*** Opening Provided data ***

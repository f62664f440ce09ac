use axum::routing::{get, post};
use axum::Router;

use super::handlers;
use crate::server::AppState;

pub fn routes() -> Router<AppState> {
    Router::new()
        .route("/health", get(handlers::health))
        .route("/site", get(handlers::site))
        .route("/about", get(handlers::about))
        .route("/home", get(handlers::home))
        .route("/services", get(handlers::services))
        .route("/contact", post(handlers::contact))
        .route("/products", get(handlers::products))
}
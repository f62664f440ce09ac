//! Glamour Touch salon backend.
//!
//! Booking, staff scheduling, inventory and a small shop behind a JSON API.
//! The binary in `main.rs` wires configuration, the database and the mail
//! adapter together and serves [`server::router`].

pub mod api;
pub mod auth;
pub mod config;
pub mod database;
pub mod errors;
pub mod middleware;
pub mod server;
pub mod services;
pub mod utils;

pub use config::AppConfig;
pub use database::Database;
pub use errors::{AppError, AppResult};
pub use server::{router, AppState};
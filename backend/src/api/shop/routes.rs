use axum::routing::get;
use axum::Router;

use super::handlers;
use crate::server::AppState;

pub fn routes() -> Router<AppState> {
    Router::new().route("/orders", get(handlers::my_orders).post(handlers::place_order))
}
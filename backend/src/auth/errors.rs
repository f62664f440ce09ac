//! Custom error types specific to authentication failures.
//!
//! This module defines the errors that can occur while logging in, issuing
//! and validating tokens, and the HTTP status each one maps to.

use axum::http::StatusCode;

#[derive(Debug, thiserror::Error)]
pub enum AuthError {
    #[error("Invalid email or password")]
    InvalidCredentials,

    #[error("Your account is inactive.")]
    Inactive,

    /// No Authorization header or bearer token present.
    #[error("missing authentication token")]
    MissingToken,

    #[error("invalid token: {0}")]
    InvalidToken(String),

    #[error("token has expired")]
    Expired,

    #[error("token has been revoked")]
    Revoked,

    #[error("expected a {0} token")]
    WrongTokenType(&'static str),

    /// Token subject no longer exists.
    #[error("unknown user")]
    UnknownUser,

    #[error("failed to issue token: {0}")]
    Issue(String),
}

impl AuthError {
    /// Whether this error is the caller's fault (vs. a 500).
    pub fn is_client_error(&self) -> bool {
        !matches!(self, AuthError::Issue(_))
    }

    pub fn status(&self) -> StatusCode {
        match self {
            AuthError::Inactive => StatusCode::FORBIDDEN,
            AuthError::Issue(_) => StatusCode::INTERNAL_SERVER_ERROR,
            _ => StatusCode::UNAUTHORIZED,
        }
    }
}

#[cfg(test)]
mod tests {
    use super::*;

    #[test]
    fn test_auth_error_display() {
        assert_eq!(
            AuthError::InvalidCredentials.to_string(),
            "Invalid email or password"
        );
        assert_eq!(AuthError::Inactive.to_string(), "Your account is inactive.");
        assert_eq!(
            AuthError::WrongTokenType("refresh").to_string(),
            "expected a refresh token"
        );
    }

    #[test]
    fn test_status_codes() {
        assert_eq!(AuthError::MissingToken.status(), StatusCode::UNAUTHORIZED);
        assert_eq!(AuthError::Expired.status(), StatusCode::UNAUTHORIZED);
        assert_eq!(AuthError::Inactive.status(), StatusCode::FORBIDDEN);
        assert_eq!(
            AuthError::Issue("x".into()).status(),
            StatusCode::INTERNAL_SERVER_ERROR
        );
        assert!(!AuthError::Issue("x".into()).is_client_error());
        assert!(AuthError::Revoked.is_client_error());
    }
}
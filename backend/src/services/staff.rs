//! Staff profiles and their availability slots.

use chrono::{Duration, NaiveDate, NaiveTime};
use rusqlite::Connection;
use serde::Deserialize;
use tracing::{debug, info};

use crate::database::models::{AvailableSlot, Role, Staff, User};
use crate::database::queries;
use crate::errors::{AppError, AppResult};

/// Keeps the staff profile in step with the user's role. Runs on every user
/// save.
///
/// A staff user always ends up with an active profile. For any other role an
/// existing profile is disabled if appointments reference it, otherwise
/// deleted.
pub fn sync_staff_profile(conn: &Connection, user: &User) -> AppResult<()> {
    let existing = queries::get_staff_by_user(conn, &user.id)?;

    if user.role == Role::Staff {
        match existing {
            None => {
                let staff = queries::insert_staff(conn, &user.id)?;
                info!("Created staff profile {} for {}", staff.id, user.email);
            }
            Some(staff) if !staff.is_active => {
                queries::set_staff_flags(conn, staff.id, true, true)?;
                info!("Reactivated staff profile {} for {}", staff.id, user.email);
            }
            Some(_) => {}
        }
        return Ok(());
    }

    let Some(staff) = existing else {
        return Ok(());
    };
    if queries::staff_has_appointments(conn, staff.id)? {
        queries::set_staff_flags(conn, staff.id, false, false)?;
        info!("Disabled staff profile {} ({} is now {})", staff.id, user.email, user.role);
    } else {
        queries::delete_staff(conn, staff.id)?;
        info!("Removed staff profile {} ({} is now {})", staff.id, user.email, user.role);
    }
    Ok(())
}

#[derive(Debug, Clone, Default, Deserialize)]
pub struct StaffUpdate {
    pub specialization: Option<String>,
    pub experience_years: Option<i64>,
    pub is_available: Option<bool>,
    #[serde(default, deserialize_with = "crate::utils::deserialize_opt_time")]
    pub working_hours_start: Option<NaiveTime>,
    #[serde(default, deserialize_with = "crate::utils::deserialize_opt_time")]
    pub working_hours_end: Option<NaiveTime>,
}

pub fn update_staff_profile(conn: &Connection, staff_id: i64, update: &StaffUpdate) -> AppResult<Staff> {
    let mut staff = queries::get_staff(conn, staff_id)?
        .ok_or_else(|| AppError::not_found("Staff member not found."))?;

    if let Some(specialization) = &update.specialization {
        staff.specialization = Some(specialization.trim().to_string()).filter(|s| !s.is_empty());
    }
    if let Some(years) = update.experience_years {
        if years < 0 {
            return Err(AppError::validation("Experience years cannot be negative."));
        }
        staff.experience_years = years;
    }
    if let Some(available) = update.is_available {
        staff.is_available = available;
    }
    if let Some(start) = update.working_hours_start {
        staff.working_hours_start = start;
    }
    if let Some(end) = update.working_hours_end {
        staff.working_hours_end = end;
    }
    if staff.working_hours_start >= staff.working_hours_end {
        return Err(AppError::validation(
            "Working hours must start before they end.",
        ));
    }

    queries::update_staff(conn, &staff)?;
    queries::get_staff(conn, staff_id)?.ok_or_else(|| AppError::not_found("Staff member not found."))
}

/// Creates one-hour slots covering the staff member's working hours on
/// `date`. Existing slots are left alone; only new ones are returned.
pub fn generate_daily_slots(
    conn: &Connection,
    staff_id: i64,
    date: NaiveDate,
) -> AppResult<Vec<AvailableSlot>> {
    let staff = queries::get_staff(conn, staff_id)?
        .ok_or_else(|| AppError::not_found("Staff member not found."))?;
    if !staff.is_active {
        return Err(AppError::validation("Cannot create slots for an inactive staff member."));
    }

    let mut created = Vec::new();
    let mut start = staff.working_hours_start;
    loop {
        let (end, wrapped) = start.overflowing_add_signed(Duration::hours(1));
        if wrapped != 0 || end > staff.working_hours_end {
            break;
        }
        if !queries::slot_exists(conn, staff.id, date, start)? {
            created.push(queries::insert_slot(conn, staff.id, date, start, end)?);
        }
        start = end;
    }
    debug!(
        "Generated {} slots for staff {} on {}",
        created.len(),
        staff.id,
        date
    );
    Ok(created)
}

#[cfg(test)]
mod tests {
    use super::*;
    use crate::database::queries::{NewAppointment, NewUser};
    use crate::database::Database;
    use crate::utils::{parse_date, parse_time};

    fn db() -> Database {
        let db = Database::open_in_memory().unwrap();
        db.migrate().unwrap();
        db
    }

    fn user(conn: &Connection, role: Role) -> User {
        queries::insert_user(
            conn,
            &NewUser {
                username: "sita".into(),
                email: "sita@example.com".into(),
                first_name: "Sita".into(),
                last_name: String::new(),
                phone: None,
                role,
                is_superuser: false,
                password_hash: "x".into(),
            },
        )
        .unwrap()
    }

    fn change_role(conn: &Connection, user: &User, role: Role) -> User {
        queries::update_user_access(conn, &user.id, role, true).unwrap();
        let user = queries::get_user(conn, &user.id).unwrap().unwrap();
        sync_staff_profile(conn, &user).unwrap();
        user
    }

    #[test]
    fn test_staff_role_creates_and_reactivates_profile() {
        let db = db();
        db.with_conn(|conn| {
            let user = user(conn, Role::Staff);
            sync_staff_profile(conn, &user)?;
            let staff = queries::get_staff_by_user(conn, &user.id)?.unwrap();
            assert!(staff.is_active && staff.is_available);

            queries::set_staff_flags(conn, staff.id, false, false)?;
            sync_staff_profile(conn, &user)?;
            let again = queries::get_staff_by_user(conn, &user.id)?.unwrap();
            assert_eq!(again.id, staff.id);
            assert!(again.is_active && again.is_available);
            Ok(())
        })
        .unwrap();
    }

    #[test]
    fn test_role_change_deletes_unused_profile() {
        let db = db();
        db.with_conn(|conn| {
            let user = user(conn, Role::Staff);
            sync_staff_profile(conn, &user)?;
            change_role(conn, &user, Role::Customer);
            assert!(queries::get_staff_by_user(conn, &user.id)?.is_none());
            Ok(())
        })
        .unwrap();
    }

    #[test]
    fn test_role_change_soft_disables_profile_with_appointments() {
        let db = db();
        db.with_conn(|conn| {
            let user = user(conn, Role::Staff);
            sync_staff_profile(conn, &user)?;
            let staff = queries::get_staff_by_user(conn, &user.id)?.unwrap();
            let id = queries::insert_appointment(
                conn,
                &NewAppointment {
                    customer_id: None,
                    payment_method_id: None,
                    name: "Jane".into(),
                    email: "jane@example.com".into(),
                    phone: "9812345678".into(),
                    date: parse_date("2026-05-04").unwrap(),
                    time: parse_time("10:00").unwrap(),
                    notes: String::new(),
                },
            )?;
            queries::assign_staff(conn, id, staff.id)?;

            let user = change_role(conn, &user, Role::Admin);
            let disabled = queries::get_staff_by_user(conn, &user.id)?.unwrap();
            assert!(!disabled.is_active && !disabled.is_available);

            change_role(conn, &user, Role::Staff);
            assert!(queries::get_staff_by_user(conn, &user.id)?.unwrap().is_active);
            Ok(())
        })
        .unwrap();
    }

    #[test]
    fn test_generate_daily_slots_is_hourly_and_skips_existing() {
        let db = db();
        db.with_conn(|conn| {
            let user = user(conn, Role::Staff);
            sync_staff_profile(conn, &user)?;
            let staff = queries::get_staff_by_user(conn, &user.id)?.unwrap();
            let date = parse_date("2026-05-04").unwrap();

            let slots = generate_daily_slots(conn, staff.id, date)?;
            assert_eq!(slots.len(), 9);
            assert_eq!(slots[0].start_time, parse_time("09:00").unwrap());
            assert_eq!(slots[8].end_time, parse_time("18:00").unwrap());

            assert!(generate_daily_slots(conn, staff.id, date)?.is_empty());
            Ok(())
        })
        .unwrap();
    }

    #[test]
    fn test_update_profile_rejects_inverted_hours() {
        let db = db();
        db.with_conn(|conn| {
            let user = user(conn, Role::Staff);
            sync_staff_profile(conn, &user)?;
            let staff = queries::get_staff_by_user(conn, &user.id)?.unwrap();
            let update = StaffUpdate {
                working_hours_start: Some(parse_time("17:00").unwrap()),
                working_hours_end: Some(parse_time("10:00").unwrap()),
                ..Default::default()
            };
            assert!(matches!(
                update_staff_profile(conn, staff.id, &update),
                Err(AppError::Validation(_))
            ));

            let update = StaffUpdate {
                specialization: Some("Hair".into()),
                experience_years: Some(4),
                ..Default::default()
            };
            let updated = update_staff_profile(conn, staff.id, &update)?;
            assert_eq!(updated.specialization.as_deref(), Some("Hair"));
            assert_eq!(updated.experience_years, 4);
            Ok(())
        })
        .unwrap();
    }
}
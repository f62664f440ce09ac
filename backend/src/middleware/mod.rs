//! General-purpose middleware for the API.
//!
//! Request tracing, CORS for the browser front end and a request body size
//! limit, applied to the whole router.

use axum::http::header::{AUTHORIZATION, CONTENT_TYPE};
use axum::http::{HeaderValue, Method};
use axum::Router;
use tower_http::cors::{AllowOrigin, CorsLayer};
use tower_http::limit::RequestBodyLimitLayer;
use tower_http::trace::TraceLayer;
use tracing::warn;

use crate::config::ServerConfig;

pub fn cors_layer(origins: &[String]) -> CorsLayer {
    let origins: Vec<HeaderValue> = origins
        .iter()
        .filter_map(|origin| match origin.parse() {
            Ok(value) => Some(value),
            Err(_) => {
                warn!("Ignoring invalid CORS origin '{}'", origin);
                None
            }
        })
        .collect();
    CorsLayer::new()
        .allow_origin(AllowOrigin::list(origins))
        .allow_methods([
            Method::GET,
            Method::POST,
            Method::PATCH,
            Method::DELETE,
            Method::OPTIONS,
        ])
        .allow_headers([AUTHORIZATION, CONTENT_TYPE])
}

/// Wraps a finished router with the standard layers.
pub fn apply(router: Router, config: &ServerConfig) -> Router {
    router
        .layer(RequestBodyLimitLayer::new(config.max_body_bytes))
        .layer(cors_layer(&config.cors_origins))
        .layer(TraceLayer::new_for_http())
}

*** Closing Provided data ***

• Exercise description:
Report every line of the entries that carries the word "middleware".

• Response to the task:
pub mod middleware;
filename backend/src/middleware/mod.rs
//! General-purpose middleware for the API.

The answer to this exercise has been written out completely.